Hierarchy or Heterarchy? A Theory of Long-Range Connections for the Sensorimotor Brain (2507.05888v1)

Abstract: In the traditional understanding of the neocortex, sensory information flows up a hierarchy of regions, with each level processing increasingly complex features. Information also flows down the hierarchy via a different set of connections. Although the hierarchical model has significant support, many anatomical connections do not conform to the standard hierarchical interpretation. In addition, hierarchically arranged regions sometimes respond in parallel, not sequentially as would occur in a hierarchy. This and other evidence suggests that two regions can act in parallel and hierarchically at the same time. Given this flexibility, the word "heterarchy" might be a more suitable term to describe neocortical organization. This paper proposes a new interpretation of how sensory and motor information is processed in the neocortex. The key to our proposal is what we call the "Thousand Brains Theory", which posits that every cortical column is a sensorimotor learning system. Columns learn by integrating sensory input over multiple movements of a sensor. In this view, even primary and secondary regions, such as V1 and V2, can learn and recognize complete 3D objects.
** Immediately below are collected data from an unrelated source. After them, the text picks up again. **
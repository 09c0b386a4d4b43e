// SPDX-License-Identifier: Apache-2.0
// Copyright © 2021 Will Ross

use crate::bus::RegisterBus;
use crate::calculations::{decode_sample, NUM_PIXELS, PIXEL_COEFFICIENT, THERMISTOR_COEFFICIENT};
use crate::error::Error;
use crate::frame::ThermalFrame;
use crate::register::*;

/// Number of bytes in the pixel output table.
const PIXEL_TABLE_LENGTH: usize = NUM_PIXELS * 2;

/// Driver for a Grid-EYE 8×8 thermal array.
///
/// The driver owns the bus and the most recently captured [`ThermalFrame`]. Every operation is
/// blocking, and there is no internal pacing: the sensor refreshes its pixel table at the frame
/// rate set by [`initialize`][GridEye::initialize] (10 FPS), and capturing faster than that will
/// return the same (or a partially refreshed) frame.
#[derive(Clone, Debug)]
pub struct GridEye<B> {
    /// The bus this sensor is accessible on.
    bus: B,

    /// The I²C address this sensor is accessible at.
    address: u8,

    /// The last successfully captured frame.
    frame: ThermalFrame,
}

impl<B> GridEye<B>
where
    B: RegisterBus,
{
    /// Create a `GridEye` for the sensor at the given address.
    ///
    /// No bus traffic happens here, and the frame starts out zeroed. Call
    /// [`initialize`][GridEye::initialize] before capturing.
    pub fn new(bus: B, address: DeviceAddress) -> Self {
        Self {
            bus,
            address: address.into(),
            frame: ThermalFrame::default(),
        }
    }

    /// Configure the sensor for continuous measurement at 10 FPS with the interrupt output
    /// disabled.
    ///
    /// This is three register writes, in order: power control, frame rate, then interrupt
    /// control. The first failure stops the sequence.
    pub fn initialize(&mut self) -> Result<(), Error<B::Error>> {
        let frame_rate = FrameRate::Ten;
        self.write_register(OperatingMode::Normal)?;
        self.write_register(frame_rate)?;
        self.write_register(InterruptControl::default())?;
        debug!(
            "Initialized Grid-EYE at {=u8:#x}, {=f32} FPS",
            self.address,
            f32::from(frame_rate)
        );
        Ok(())
    }

    /// Read a full frame from the sensor and update the stored frame and its extremes.
    ///
    /// Each pixel is read as two single-byte transfers (low then high), starting at
    /// [`RegisterAddress::PixelBase`], for 128 reads in total. All of the raw data is read before
    /// anything is decoded, so if any transfer fails the error is returned and the previously
    /// captured frame is kept as-is.
    pub fn capture_frame(&mut self) -> Result<(), Error<B::Error>> {
        let mut raw = [0u8; PIXEL_TABLE_LENGTH];
        let base: u8 = RegisterAddress::PixelBase.into();
        for (offset, byte) in raw.iter_mut().enumerate() {
            *byte = self.read_raw(base + offset as u8)?;
        }
        let mut temperatures = [0f32; NUM_PIXELS];
        for (temperature, sample) in temperatures.iter_mut().zip(raw.chunks_exact(2)) {
            *temperature = decode_sample(sample[0], sample[1], PIXEL_COEFFICIENT);
        }
        self.frame = ThermalFrame::from_temperatures(temperatures);
        trace!(
            "Captured frame, min {} at {}, max {} at {}",
            self.frame.min_temperature(),
            self.frame.cold_index(),
            self.frame.max_temperature(),
            self.frame.hot_index()
        );
        Ok(())
    }

    /// Read the on-die thermistor, in ℃.
    ///
    /// This is independent of the pixel data, and does not change the stored frame.
    pub fn read_thermistor(&mut self) -> Result<f32, Error<B::Error>> {
        let low = self.read_raw(RegisterAddress::ThermistorLow.into())?;
        let high = self.read_raw(RegisterAddress::ThermistorHigh.into())?;
        Ok(decode_sample(low, high, THERMISTOR_COEFFICIENT))
    }

    /// Read the current operating mode from the sensor.
    pub fn operating_mode(&mut self) -> Result<OperatingMode, Error<B::Error>> {
        self.read_register()
    }

    /// Read the current frame rate from the sensor.
    pub fn frame_rate(&mut self) -> Result<FrameRate, Error<B::Error>> {
        self.read_register()
    }

    /// Read the interrupt settings from the sensor.
    pub fn interrupt_control(&mut self) -> Result<InterruptControl, Error<B::Error>> {
        self.read_register()
    }

    /// The most recently captured frame.
    pub fn frame(&self) -> &ThermalFrame {
        &self.frame
    }

    pub fn temperatures(&self) -> &[f32; NUM_PIXELS] {
        self.frame.temperatures()
    }

    pub fn min_temperature(&self) -> f32 {
        self.frame.min_temperature()
    }

    pub fn max_temperature(&self) -> f32 {
        self.frame.max_temperature()
    }

    pub fn cold_index(&self) -> usize {
        self.frame.cold_index()
    }

    pub fn hot_index(&self) -> usize {
        self.frame.hot_index()
    }

    /// The I²C address of the sensor.
    pub fn address(&self) -> u8 {
        self.address
    }

    /// Destroy the driver, returning the bus.
    pub fn release(self) -> B {
        self.bus
    }

    fn read_raw(&mut self, register: u8) -> Result<u8, Error<B::Error>> {
        self.bus
            .read_register(self.address, register)
            .map_err(|err| {
                warn!("Bus error reading register {=u8:#x}", register);
                Error::Bus(err)
            })
    }

    fn read_register<R: Register>(&mut self) -> Result<R, Error<B::Error>> {
        let raw = self.read_raw(R::address().into())?;
        Ok(R::from_raw(raw)?)
    }

    fn write_register<R: Register>(&mut self, register: R) -> Result<(), Error<B::Error>> {
        let address: u8 = R::address().into();
        self.bus
            .write_register(self.address, address, register.as_raw())
            .map_err(|err| {
                warn!("Bus error writing register {=u8:#x}", address);
                Error::Bus(err)
            })
    }
}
This suggests that the hierarchical connections between regions are used to learn the compositional structure of parent objects composed of smaller child objects. We explain the theory by examining the different types of long-range connections between cortical regions and between the neocortex and thalamus. We describe these connections, and then suggest the specific roles they play in the context of a heterarchy of sensorimotor regions. We also suggest that the thalamus plays an essential role in transforming the pose between objects and sensors. The novel perspective we argue for here has broad implications for both neuroscience and artificial intelligence.